Activity:
After reading the entries below, copy word for word the lines from the first through the line containing "start after us.", and stop there.

(Stored items)
================================
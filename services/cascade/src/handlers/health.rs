use axum::{Json, extract::State, http::StatusCode};

use fitfusion_core::health::HealthStatus;

use crate::domain::repository::{IdentityGateway, StoreGateway};
use crate::state::AppState;

/// Handler for `GET /healthz`: liveness.
pub async fn healthz() -> Json<HealthStatus> {
    Json(HealthStatus::healthy(env!("CARGO_PKG_VERSION")))
}

/// Handler for `GET /readyz`: ready once the document store answers.
pub async fn readyz<S: StoreGateway, I: IdentityGateway>(
    State(state): State<AppState<S, I>>,
) -> StatusCode {
    match state.store.server_now().await {
        Ok(_) => StatusCode::OK,
        Err(e) => {
            tracing::warn!(error = %e, "readiness check failed");
            StatusCode::SERVICE_UNAVAILABLE
        }
    }
}
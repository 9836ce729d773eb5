use anyhow::Context as _;
use sea_orm::Database;
use tonic::transport::Channel;
use tracing::info;

use fitfusion_core::tracing::init_tracing;
use fitfusion_proto::cascade::cascade_service_server::CascadeServiceServer;

use fitfusion_cascade::config::CascadeConfig;
use fitfusion_cascade::grpc_server::CascadeGrpcServer;
use fitfusion_cascade::infra::db::DbStoreGateway;
use fitfusion_cascade::infra::grpc::GrpcIdentityGateway;
use fitfusion_cascade::jobs::expiry_sweep::start_expiry_sweep_worker;
use fitfusion_cascade::router::build_router;
use fitfusion_cascade::state::AppState;

#[tokio::main]
async fn main() -> anyhow::Result<()> {
    let config = CascadeConfig::from_env()?;
    init_tracing(config.log_format);

    let db = Database::connect(&config.database_url)
        .await
        .context("failed to connect to database")?;

    // Connects on first RPC; the identity bridge may start after us.
    let identity_channel = Channel::from_shared(config.identity_grpc_url.clone())
        .context("invalid IDENTITY_GRPC_URL")?
        .connect_lazy();

    let state = AppState {
        store: DbStoreGateway { db },
        identity: GrpcIdentityGateway::new(identity_channel),
        max_batch_ops: config.max_batch_ops,
    };

    // Spawn expiry sweep worker
    tokio::spawn(start_expiry_sweep_worker(
        state.sweeper(),
        config.sweep_worker(),
    ));

    // Spawn gRPC server
    let grpc_addr: std::net::SocketAddr = format!("0.0.0.0:{}", config.cascade_grpc_port)
        .parse()
        .context("invalid gRPC address")?;
    let grpc_server = CascadeGrpcServer {
        state: state.clone(),
    };
    tokio::spawn(async move {
        info!("cascade gRPC server listening on {grpc_addr}");
        if let Err(e) = tonic::transport::Server::builder()
            .add_service(CascadeServiceServer::new(grpc_server))
            .serve(grpc_addr)
            .await
        {
            tracing::error!(error = %e, "gRPC server error");
        }
    });

    // HTTP server
    let router = build_router(state);
    let http_addr = format!("0.0.0.0:{}", config.cascade_port);
    let listener = tokio::net::TcpListener::bind(&http_addr)
        .await
        .context("failed to bind")?;

    info!("cascade service listening on {http_addr}");
    axum::serve(listener, router).await.context("server error")?;
    Ok(())
}
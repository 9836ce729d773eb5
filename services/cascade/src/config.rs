use std::time::Duration;

use fitfusion_core::tracing::LogFormat;

use crate::jobs::expiry_sweep::SweepWorkerConfig;
use crate::usecase::planner::DEFAULT_MAX_BATCH_OPS;

#[derive(Debug, thiserror::Error, PartialEq, Eq)]
pub enum ConfigError {
    #[error("missing required environment variable {0}")]
    Missing(&'static str),
    #[error("invalid value for {name}: {value:?}")]
    Invalid { name: &'static str, value: String },
}

/// Cascade service configuration loaded from environment variables.
#[derive(Debug, Clone, PartialEq, Eq)]
pub struct CascadeConfig {
    /// PostgreSQL connection URL of the document store.
    pub database_url: String,
    /// gRPC endpoint of the identity bridge (e.g. "http://identity:50052").
    pub identity_grpc_url: String,
    /// TCP port for the HTTP server (default 3114). Env var: `CASCADE_PORT`.
    pub cascade_port: u16,
    /// TCP port for the gRPC server (default 50053). Env var: `CASCADE_GRPC_PORT`.
    pub cascade_grpc_port: u16,
    /// Run the in-process expiry sweep worker (default true).
    pub sweep_enabled: bool,
    /// Sweep cadence (default 24h). Env var: `SWEEP_INTERVAL_SECS`.
    pub sweep_interval: Duration,
    /// Per-batch op limit of the store, at least 1 (default 500).
    pub max_batch_ops: usize,
    /// `json` or `pretty` (default json). Env var: `LOG_FORMAT`.
    pub log_format: LogFormat,
}

impl CascadeConfig {
    pub fn from_env() -> Result<Self, ConfigError> {
        Self::from_lookup(|name| std::env::var(name).ok())
    }

    pub fn from_lookup(lookup: impl Fn(&str) -> Option<String>) -> Result<Self, ConfigError> {
        let required = |name: &'static str| {
            lookup(name)
                .filter(|v| !v.trim().is_empty())
                .ok_or(ConfigError::Missing(name))
        };
        let parsed = |name: &'static str, default| -> Result<u64, ConfigError> {
            match lookup(name) {
                None => Ok(default),
                Some(v) => v.trim().parse().map_err(|_| ConfigError::Invalid { name, value: v }),
            }
        };
        let port = |name: &'static str, default: u16| -> Result<u16, ConfigError> {
            let value = parsed(name, u64::from(default))?;
            u16::try_from(value).map_err(|_| ConfigError::Invalid {
                name,
                value: value.to_string(),
            })
        };

        let sweep_enabled = match lookup("SWEEP_ENABLED") {
            None => true,
            Some(v) => match v.trim().to_ascii_lowercase().as_str() {
                "true" | "1" | "yes" => true,
                "false" | "0" | "no" => false,
                _ => {
                    return Err(ConfigError::Invalid {
                        name: "SWEEP_ENABLED",
                        value: v,
                    });
                }
            },
        };

        let sweep_interval_secs = parsed("SWEEP_INTERVAL_SECS", 86_400)?;
        if sweep_interval_secs == 0 {
            return Err(ConfigError::Invalid {
                name: "SWEEP_INTERVAL_SECS",
                value: "0".into(),
            });
        }

        let max_batch_ops = parsed("MAX_BATCH_OPS", DEFAULT_MAX_BATCH_OPS as u64)?;
        if max_batch_ops == 0 {
            return Err(ConfigError::Invalid {
                name: "MAX_BATCH_OPS",
                value: "0".into(),
            });
        }

        let log_format = match lookup("LOG_FORMAT") {
            None => LogFormat::default(),
            Some(v) => LogFormat::parse(v.trim()).ok_or(ConfigError::Invalid {
                name: "LOG_FORMAT",
                value: v,
            })?,
        };

        Ok(Self {
            database_url: required("DATABASE_URL")?,
            identity_grpc_url: required("IDENTITY_GRPC_URL")?,
            cascade_port: port("CASCADE_PORT", 3114)?,
            cascade_grpc_port: port("CASCADE_GRPC_PORT", 50053)?,
            sweep_enabled,
            sweep_interval: Duration::from_secs(sweep_interval_secs),
            max_batch_ops: max_batch_ops as usize,
            log_format,
        })
    }

    pub fn sweep_worker(&self) -> SweepWorkerConfig {
        SweepWorkerConfig {
            enabled: self.sweep_enabled,
            interval: self.sweep_interval,
        }
    }
}
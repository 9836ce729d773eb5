//! Gateway-injected caller identity extractor.

use std::convert::Infallible;

use axum::extract::FromRequestParts;
use http::request::Parts;

use fitfusion_domain::id::OwnerId;

/// Header the gateway sets after verifying the caller's session.
pub const USER_ID_HEADER: &str = "x-fitfusion-user-id";

/// Caller identity injected by the gateway via `x-fitfusion-user-id`.
///
/// Never rejects: an absent, non-UTF-8 or blank header yields an
/// unauthenticated caller (`None`). Handlers decide what that means, so the
/// authentication gate stays ordered with the other permission checks.
#[derive(Debug, Clone, PartialEq, Eq)]
pub struct CallerIdentity(pub Option<OwnerId>);

impl CallerIdentity {
    pub fn user_id(&self) -> Option<&OwnerId> {
        self.0.as_ref()
    }
}

impl<S> FromRequestParts<S> for CallerIdentity
where
    S: Send + Sync,
{
    type Rejection = Infallible;

    // axum-core 0.5 declares `fn -> impl Future + Send`; read the header
    // synchronously and return a 'static future.
    fn from_request_parts(
        parts: &mut Parts,
        _state: &S,
    ) -> impl std::future::Future<Output = Result<Self, Self::Rejection>> + Send {
        let user_id = parts
            .headers
            .get(USER_ID_HEADER)
            .and_then(|v| v.to_str().ok())
            .and_then(|s| s.parse::<OwnerId>().ok());

        async move { Ok(Self(user_id)) }
    }
}
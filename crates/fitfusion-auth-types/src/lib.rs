//! Auth types shared across FitFusion services.
//!
//! Session verification happens at the gateway; services only read the
//! caller identity it injects.

pub mod identity;

pub use identity::{CallerIdentity, USER_ID_HEADER};
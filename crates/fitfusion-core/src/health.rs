use chrono::{DateTime, Utc};
use serde::Serialize;

/// Liveness payload served at `GET /healthz`.
#[derive(Debug, Clone, Serialize)]
pub struct HealthStatus {
    pub status: &'static str,
    #[serde(serialize_with = "crate::serde::to_rfc3339_ms")]
    pub timestamp: DateTime<Utc>,
    pub version: &'static str,
}

impl HealthStatus {
    /// A healthy report stamped with the local clock. Pass the calling
    /// service's `CARGO_PKG_VERSION`.
    pub fn healthy(version: &'static str) -> Self {
        Self {
            status: "healthy",
            timestamp: Utc::now(),
            version,
        }
    }
}
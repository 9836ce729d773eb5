use tracing_subscriber::{EnvFilter, fmt, layer::SubscriberExt, util::SubscriberInitExt};

/// Output format of the stdout subscriber.
#[derive(Debug, Clone, Copy, PartialEq, Eq, Default)]
pub enum LogFormat {
    #[default]
    Json,
    Pretty,
}

impl LogFormat {
    /// Parse `json` / `pretty` (case-insensitive).
    pub fn parse(value: &str) -> Option<Self> {
        match value.to_ascii_lowercase().as_str() {
            "json" => Some(Self::Json),
            "pretty" => Some(Self::Pretty),
            _ => None,
        }
    }
}

/// Initialize structured stdout tracing. Call once at service startup.
/// Filter directives come from `RUST_LOG`, defaulting to `info`.
///
/// Safe to call multiple times; subsequent calls are silently ignored.
pub fn init_tracing(format: LogFormat) {
    let filter = EnvFilter::try_from_default_env().unwrap_or_else(|_| EnvFilter::new("info"));
    let registry = tracing_subscriber::registry().with(filter);
    let _ = match format {
        LogFormat::Json => registry.with(fmt::layer().json()).try_init(),
        LogFormat::Pretty => registry.with(fmt::layer().pretty()).try_init(),
    };
}
use axum::http::{HeaderName, HeaderValue, Request};
use tower_http::classify::{ServerErrorsAsFailures, SharedClassifier};
use tower_http::request_id::{
    MakeRequestId, PropagateRequestIdLayer, RequestId, SetRequestIdLayer,
};
use tower_http::trace::TraceLayer;
use uuid::Uuid;

pub const REQUEST_ID_HEADER: &str = "x-request-id";

#[derive(Clone, Default)]
pub struct MakeUuidRequestId;

impl MakeRequestId for MakeUuidRequestId {
    fn make_request_id<B>(&mut self, _request: &Request<B>) -> Option<RequestId> {
        HeaderValue::from_str(&Uuid::now_v7().to_string())
            .ok()
            .map(RequestId::new)
    }
}

/// Assigns an `x-request-id` to requests that arrive without one.
pub fn request_id_layer() -> SetRequestIdLayer<MakeUuidRequestId> {
    SetRequestIdLayer::new(HeaderName::from_static(REQUEST_ID_HEADER), MakeUuidRequestId)
}

/// Copies the request id onto the response.
pub fn propagate_request_id_layer() -> PropagateRequestIdLayer {
    PropagateRequestIdLayer::new(HeaderName::from_static(REQUEST_ID_HEADER))
}

/// HTTP tracing with 5xx classified as failures.
pub fn trace_layer() -> TraceLayer<SharedClassifier<ServerErrorsAsFailures>> {
    TraceLayer::new_for_http()
}
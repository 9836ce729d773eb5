use axum::{
    Json,
    extract::{State, rejection::JsonRejection},
};
use serde::{Deserialize, Serialize};

use fitfusion_auth_types::CallerIdentity;

use crate::domain::repository::{IdentityGateway, StoreGateway};
use crate::error::CascadeServiceError;
use crate::state::AppState;
use crate::usecase::cascade::DeleteClientInput;

// ── POST /clients/delete ─────────────────────────────────────────────────────

#[derive(Deserialize)]
#[serde(rename_all = "camelCase")]
pub struct DeleteClientRequest {
    #[serde(default)]
    pub client_id: Option<String>,
}

#[derive(Serialize)]
#[serde(rename_all = "camelCase")]
pub struct DeleteClientResponse {
    pub success: bool,
    pub message: &'static str,
    pub identity_deleted: bool,
}

pub async fn delete_client<S: StoreGateway, I: IdentityGateway>(
    identity: CallerIdentity,
    State(state): State<AppState<S, I>>,
    body: Result<Json<DeleteClientRequest>, JsonRejection>,
) -> Result<Json<DeleteClientResponse>, CascadeServiceError> {
    // An unreadable body counts as a missing `clientId`; the use case still
    // checks authentication first.
    let target_client_id = match body {
        Ok(Json(body)) => body.client_id,
        Err(rejection) => {
            tracing::debug!(error = %rejection.body_text(), "rejected delete client body");
            None
        }
    };
    let output = state
        .delete_client()
        .execute(DeleteClientInput {
            caller_id: identity.0,
            target_client_id,
        })
        .await?;
    Ok(Json(DeleteClientResponse {
        success: output.success,
        message: output.message,
        identity_deleted: output.identity_deleted,
    }))
}
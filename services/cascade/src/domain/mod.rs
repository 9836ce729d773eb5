pub mod plan;
pub mod repository;
pub mod types;
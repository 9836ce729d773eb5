use anyhow::Context as _;
use tracing::debug;

use fitfusion_domain::id::OwnerId;
use fitfusion_domain::owner::OwnerRole;

use crate::domain::repository::StoreGateway;
use crate::domain::types::{Collection, OwnerRecord, ProfileRecord};
use crate::error::{CascadeServiceError, DenialReason};

#[derive(Debug, Clone, PartialEq, Eq)]
pub enum Authorization {
    Authorized { caller: OwnerId },
    Denied(DenialReason),
}

impl Authorization {
    pub fn into_result(self) -> Result<OwnerId, CascadeServiceError> {
        match self {
            Self::Authorized { caller } => Ok(caller),
            Self::Denied(reason) => Err(reason.into()),
        }
    }
}

/// Gates caller-requested operations. Performs reads only.
pub struct PermissionGuard<S: StoreGateway> {
    pub store: S,
}

impl<S: StoreGateway> PermissionGuard<S> {
    /// The caller must be authenticated and hold the trainer role.
    pub async fn authorize_trainer(
        &self,
        caller: Option<&OwnerId>,
    ) -> Result<Authorization, CascadeServiceError> {
        let Some(caller) = caller else {
            return Ok(Authorization::Denied(DenialReason::Unauthenticated));
        };
        let record = self
            .store
            .get_document(Collection::Users, caller.as_str())
            .await
            .context("read caller owner record")?;
        let role = record.and_then(|doc| OwnerRecord::from_fields(&doc.fields).role);
        if role != Some(OwnerRole::Trainer) {
            debug!(caller = %caller, ?role, "caller is not a trainer");
            return Ok(Authorization::Denied(DenialReason::NotATrainer));
        }
        Ok(Authorization::Authorized {
            caller: caller.clone(),
        })
    }

    /// The caller must be a trainer and the target's profile must name the
    /// caller as its trainer. A missing profile is denied the same way.
    pub async fn authorize_client_deletion(
        &self,
        caller: Option<&OwnerId>,
        target: &OwnerId,
    ) -> Result<Authorization, CascadeServiceError> {
        let caller = match self.authorize_trainer(caller).await? {
            Authorization::Authorized { caller } => caller,
            denied => return Ok(denied),
        };
        let profile = self
            .store
            .get_document(Collection::Clients, target.as_str())
            .await
            .context("read target client profile")?;
        let trainer_id = profile.and_then(|doc| ProfileRecord::from_document(&doc).trainer_id);
        if trainer_id.as_deref() != Some(caller.as_str()) {
            debug!(caller = %caller, target = %target, "client does not belong to caller");
            return Ok(Authorization::Denied(DenialReason::NotYourClient));
        }
        Ok(Authorization::Authorized { caller })
    }
}
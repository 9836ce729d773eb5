use tracing::{debug, info};

use fitfusion_domain::id::OwnerId;
use fitfusion_domain::owner::OwnerRole;

use crate::domain::plan::DeletionScope;
use crate::domain::repository::{IdentityGateway, StoreGateway};
use crate::domain::types::{Fields, OwnerRecord};
use crate::error::CascadeServiceError;
use crate::usecase::executor::{CascadeExecutor, ExecutionOutcome};
use crate::usecase::guard::PermissionGuard;
use crate::usecase::planner::CascadePlanner;

// ── OwnerDeleted ─────────────────────────────────────────────────────────────

/// An owner record was removed from `users`. `prior_fields` is the document
/// as it was before deletion.
pub struct OwnerDeletedEvent {
    pub owner_id: OwnerId,
    pub prior_fields: Fields,
}

#[derive(Debug, Clone, PartialEq, Eq)]
pub enum CascadeOutcome {
    /// The deleted owner was not a client; nothing depends on it.
    Skipped,
    Completed(ExecutionOutcome),
}

pub struct OwnerDeletedUseCase<S: StoreGateway, I: IdentityGateway> {
    pub planner: CascadePlanner<S>,
    pub executor: CascadeExecutor<S, I>,
}

impl<S: StoreGateway, I: IdentityGateway> OwnerDeletedUseCase<S, I> {
    pub async fn execute(
        &self,
        event: OwnerDeletedEvent,
    ) -> Result<CascadeOutcome, CascadeServiceError> {
        let role = OwnerRecord::from_fields(&event.prior_fields).role;
        if role != Some(OwnerRole::Client) {
            debug!(owner_id = %event.owner_id, ?role, "owner is not a client, skipping cascade");
            return Ok(CascadeOutcome::Skipped);
        }
        let plan = self
            .planner
            .build_deletion_plan(&event.owner_id, DeletionScope::OwnerRemoved)
            .await?;
        let outcome = self.executor.execute(&plan).await?;
        Ok(CascadeOutcome::Completed(outcome))
    }
}

// ── DeleteClient ─────────────────────────────────────────────────────────────

pub struct DeleteClientInput {
    pub caller_id: Option<OwnerId>,
    pub target_client_id: Option<String>,
}

#[derive(Debug, Clone, PartialEq, Eq)]
pub struct DeleteClientOutput {
    pub success: bool,
    pub message: &'static str,
    pub identity_deleted: bool,
}

pub struct DeleteClientUseCase<S: StoreGateway, I: IdentityGateway> {
    pub guard: PermissionGuard<S>,
    pub planner: CascadePlanner<S>,
    pub executor: CascadeExecutor<S, I>,
}

impl<S: StoreGateway, I: IdentityGateway> DeleteClientUseCase<S, I> {
    pub async fn execute(
        &self,
        input: DeleteClientInput,
    ) -> Result<DeleteClientOutput, CascadeServiceError> {
        let Some(caller_id) = input.caller_id else {
            return Err(CascadeServiceError::AuthenticationRequired);
        };
        let target = input
            .target_client_id
            .and_then(|id| OwnerId::new(id).ok())
            .ok_or(CascadeServiceError::InvalidArgument("clientId"))?;

        let caller = self
            .guard
            .authorize_client_deletion(Some(&caller_id), &target)
            .await?
            .into_result()?;

        let plan = self
            .planner
            .build_deletion_plan(&target, DeletionScope::IncludeOwnerRecord)
            .await?;
        let outcome = self.executor.execute(&plan).await?;

        info!(
            caller = %caller,
            client_id = %target,
            ops = plan.len(),
            identity_deleted = outcome.identity_deleted(),
            "client deleted"
        );
        Ok(DeleteClientOutput {
            success: true,
            message: "Client successfully deleted",
            identity_deleted: outcome.identity_deleted(),
        })
    }
}
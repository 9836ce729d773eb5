//! Mock caller identity for HTTP tests.
//!
//! Services behind the gateway receive `x-fitfusion-user-id` once the gateway
//! has verified the session. Tests inject the header directly so no real
//! gateway is needed.

use fitfusion_auth_types::USER_ID_HEADER;
use http::{HeaderName, HeaderValue};

/// Caller identity injected into test requests.
pub struct MockAuth {
    pub user_id: String,
}

impl MockAuth {
    pub fn new(user_id: impl Into<String>) -> Self {
        Self {
            user_id: user_id.into(),
        }
    }

    /// The header name/value pair as the gateway would inject it.
    pub fn header(&self) -> (HeaderName, HeaderValue) {
        (
            HeaderName::from_static(USER_ID_HEADER),
            HeaderValue::from_str(&self.user_id).expect("test user id must be a valid header"),
        )
    }
}
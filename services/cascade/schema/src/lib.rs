//! sea-orm entities for the cascade service's document store.

pub mod documents;
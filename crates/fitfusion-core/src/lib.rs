//! Service plumbing shared by FitFusion services: tracing setup, health
//! payloads, HTTP middleware, the JSON error body and serde helpers.

pub mod error;
pub mod health;
pub mod middleware;
pub mod serde;
pub mod tracing;
use sea_orm_migration::prelude::*;

mod m20261019_000001_create_documents;
mod m20261019_000002_add_document_indexes;

pub struct Migrator;

#[async_trait::async_trait]
impl MigratorTrait for Migrator {
    fn migrations() -> Vec<Box<dyn MigrationTrait>> {
        vec![
            Box::new(m20261019_000001_create_documents::Migration),
            Box::new(m20261019_000002_add_document_indexes::Migration),
        ]
    }
}
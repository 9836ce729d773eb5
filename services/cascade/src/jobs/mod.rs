pub mod expiry_sweep;
use tracing::{error, info, warn};

use crate::domain::plan::{CascadePlan, CascadeTrigger};
use crate::domain::repository::{IdentityGateway, StoreGateway};
use crate::error::CascadeServiceError;

/// What happened on the identity-provider side of a cascade.
#[derive(Debug, Clone, PartialEq, Eq)]
pub enum IdentityOutcome {
    /// The trigger carries no credential to delete.
    NotApplicable,
    Deleted,
    /// Deletion failed after the store committed. The credential is orphaned
    /// and must be reconciled out of band.
    Failed(String),
}

#[derive(Debug, Clone, PartialEq, Eq)]
pub struct ExecutionOutcome {
    pub store_committed: bool,
    pub identity: IdentityOutcome,
    /// Ops that changed a document.
    pub applied: usize,
    /// Ops whose document was already gone.
    pub missing: usize,
}

impl ExecutionOutcome {
    pub fn identity_deleted(&self) -> bool {
        self.identity == IdentityOutcome::Deleted
    }
}

/// Applies a [`CascadePlan`]: store batches first, in order, then the
/// identity-provider call for owner deletions.
pub struct CascadeExecutor<S: StoreGateway, I: IdentityGateway> {
    pub store: S,
    pub identity: I,
}

impl<S: StoreGateway, I: IdentityGateway> CascadeExecutor<S, I> {
    pub async fn execute(
        &self,
        plan: &CascadePlan,
    ) -> Result<ExecutionOutcome, CascadeServiceError> {
        let mut applied = 0;
        let mut missing = 0;
        for (index, batch) in plan.batches().iter().enumerate() {
            match self.store.commit_batch(batch).await {
                Ok(commit) => {
                    applied += commit.applied;
                    missing += commit.missing;
                }
                Err(e) => {
                    error!(
                        trigger = ?plan.trigger(),
                        batch = index,
                        batches_committed = index,
                        batches_total = plan.batches().len(),
                        error = %e,
                        "cascade batch commit failed"
                    );
                    return Err(CascadeServiceError::Executor(e));
                }
            }
        }

        let identity = match plan.trigger() {
            CascadeTrigger::ExpirySweep => IdentityOutcome::NotApplicable,
            CascadeTrigger::OwnerDeleted(owner_id) => {
                match self.identity.delete_credential(owner_id).await {
                    Ok(()) => IdentityOutcome::Deleted,
                    Err(e) => {
                        warn!(
                            owner_id = %owner_id,
                            error = %e,
                            "store cascade committed but credential deletion failed"
                        );
                        IdentityOutcome::Failed(e.to_string())
                    }
                }
            }
        };

        info!(
            trigger = ?plan.trigger(),
            applied,
            missing,
            batches = plan.batches().len(),
            "cascade executed"
        );
        Ok(ExecutionOutcome {
            store_committed: true,
            identity,
            applied,
            missing,
        })
    }
}
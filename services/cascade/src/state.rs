use crate::domain::repository::{IdentityGateway, StoreGateway};
use crate::usecase::analytics::TrainerAnalyticsUseCase;
use crate::usecase::cascade::{DeleteClientUseCase, OwnerDeletedUseCase};
use crate::usecase::executor::CascadeExecutor;
use crate::usecase::guard::PermissionGuard;
use crate::usecase::planner::CascadePlanner;
use crate::usecase::sweeper::ExpirySweeper;

/// Shared application state passed to every handler via axum `State` and to
/// the gRPC server. Generic over the gateways so tests run against in-memory
/// fakes.
#[derive(Clone)]
pub struct AppState<S: StoreGateway, I: IdentityGateway> {
    pub store: S,
    pub identity: I,
    pub max_batch_ops: usize,
}

impl<S: StoreGateway, I: IdentityGateway> AppState<S, I> {
    pub fn planner(&self) -> CascadePlanner<S> {
        CascadePlanner {
            store: self.store.clone(),
            max_batch_ops: self.max_batch_ops,
        }
    }

    pub fn executor(&self) -> CascadeExecutor<S, I> {
        CascadeExecutor {
            store: self.store.clone(),
            identity: self.identity.clone(),
        }
    }

    pub fn guard(&self) -> PermissionGuard<S> {
        PermissionGuard {
            store: self.store.clone(),
        }
    }

    pub fn owner_deleted(&self) -> OwnerDeletedUseCase<S, I> {
        OwnerDeletedUseCase {
            planner: self.planner(),
            executor: self.executor(),
        }
    }

    pub fn delete_client(&self) -> DeleteClientUseCase<S, I> {
        DeleteClientUseCase {
            guard: self.guard(),
            planner: self.planner(),
            executor: self.executor(),
        }
    }

    pub fn sweeper(&self) -> ExpirySweeper<S, I> {
        ExpirySweeper {
            planner: self.planner(),
            executor: self.executor(),
        }
    }

    pub fn trainer_analytics(&self) -> TrainerAnalyticsUseCase<S> {
        TrainerAnalyticsUseCase {
            guard: self.guard(),
            store: self.store.clone(),
        }
    }
}
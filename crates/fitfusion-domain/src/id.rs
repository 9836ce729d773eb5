//! Newtype wrappers for domain identifiers.
//!
//! Account ids are issued by the identity provider as opaque strings, so
//! they are never parsed beyond a non-empty check.

use std::fmt;
use std::str::FromStr;

use serde::{Deserialize, Serialize};

#[derive(Debug, Clone, Copy, PartialEq, Eq, thiserror::Error)]
#[error("identifier must not be empty")]
pub struct EmptyIdError;

/// Identifies an owner account (trainer or client). Shared by the `users`
/// and `clients` documents and the identity provider's credential record.
#[derive(Debug, Clone, PartialEq, Eq, Hash, PartialOrd, Ord, Serialize, Deserialize)]
#[serde(transparent)]
pub struct OwnerId(String);

impl OwnerId {
    pub fn new(id: impl Into<String>) -> Result<Self, EmptyIdError> {
        let id = id.into();
        if id.trim().is_empty() {
            return Err(EmptyIdError);
        }
        Ok(Self(id))
    }

    pub fn as_str(&self) -> &str {
        &self.0
    }
}

impl fmt::Display for OwnerId {
    fn fmt(&self, f: &mut fmt::Formatter<'_>) -> fmt::Result {
        f.write_str(&self.0)
    }
}

impl FromStr for OwnerId {
    type Err = EmptyIdError;

    fn from_str(s: &str) -> Result<Self, Self::Err> {
        Self::new(s)
    }
}

impl AsRef<str> for OwnerId {
    fn as_ref(&self) -> &str {
        &self.0
    }
}

/// Identifies a routine document.
#[derive(Debug, Clone, PartialEq, Eq, Hash, Serialize, Deserialize)]
#[serde(transparent)]
pub struct RoutineId(pub String);

impl fmt::Display for RoutineId {
    fn fmt(&self, f: &mut fmt::Formatter<'_>) -> fmt::Result {
        f.write_str(&self.0)
    }
}
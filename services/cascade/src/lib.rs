pub mod config;
pub mod domain;
pub mod error;
pub mod grpc_server;
pub mod handlers;
pub mod infra;
pub mod jobs;
pub mod router;
pub mod state;
pub mod usecase;
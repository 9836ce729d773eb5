pub mod db;
pub mod grpc;
pub mod memory;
================================
Task output:
filename services/cascade/src/handlers/health.rs
use axum::{Json, extract::State, http::StatusCode};

use fitfusion_core::health::HealthStatus;

use crate::domain::repository::{IdentityGateway, StoreGateway};
use crate::state::AppState;

/// Handler for `GET /healthz`: liveness.
pub async fn healthz() -> Json<HealthStatus> {
    Json(HealthStatus::healthy(env!("CARGO_PKG_VERSION")))
}

/// Handler for `GET /readyz`: ready once the document store answers.
pub async fn readyz<S: StoreGateway, I: IdentityGateway>(
    State(state): State<AppState<S, I>>,
) -> StatusCode {
    match state.store.server_now().await {
        Ok(_) => StatusCode::OK,
        Err(e) => {
            tracing::warn!(error = %e, "readiness check failed");
            StatusCode::SERVICE_UNAVAILABLE
        }
    }
}
repository 9836ce729d773eb5
use anyhow::Context as _;
use sea_orm::Database;
use tonic::transport::Channel;
use tracing::info;

use fitfusion_core::tracing::init_tracing;
use fitfusion_proto::cascade::cascade_service_server::CascadeServiceServer;

use fitfusion_cascade::config::CascadeConfig;
use fitfusion_cascade::grpc_server::CascadeGrpcServer;
use fitfusion_cascade::infra::db::DbStoreGateway;
use fitfusion_cascade::infra::grpc::GrpcIdentityGateway;
use fitfusion_cascade::jobs::expiry_sweep::start_expiry_sweep_worker;
use fitfusion_cascade::router::build_router;
use fitfusion_cascade::state::AppState;

#[tokio::main]
async fn main() -> anyhow::Result<()> {
    let config = CascadeConfig::from_env()?;
    init_tracing(config.log_format);

    let db = Database::connect(&config.database_url)
        .await
        .context("failed to connect to database")?;

    // Connects on first RPC; the identity bridge may start after us.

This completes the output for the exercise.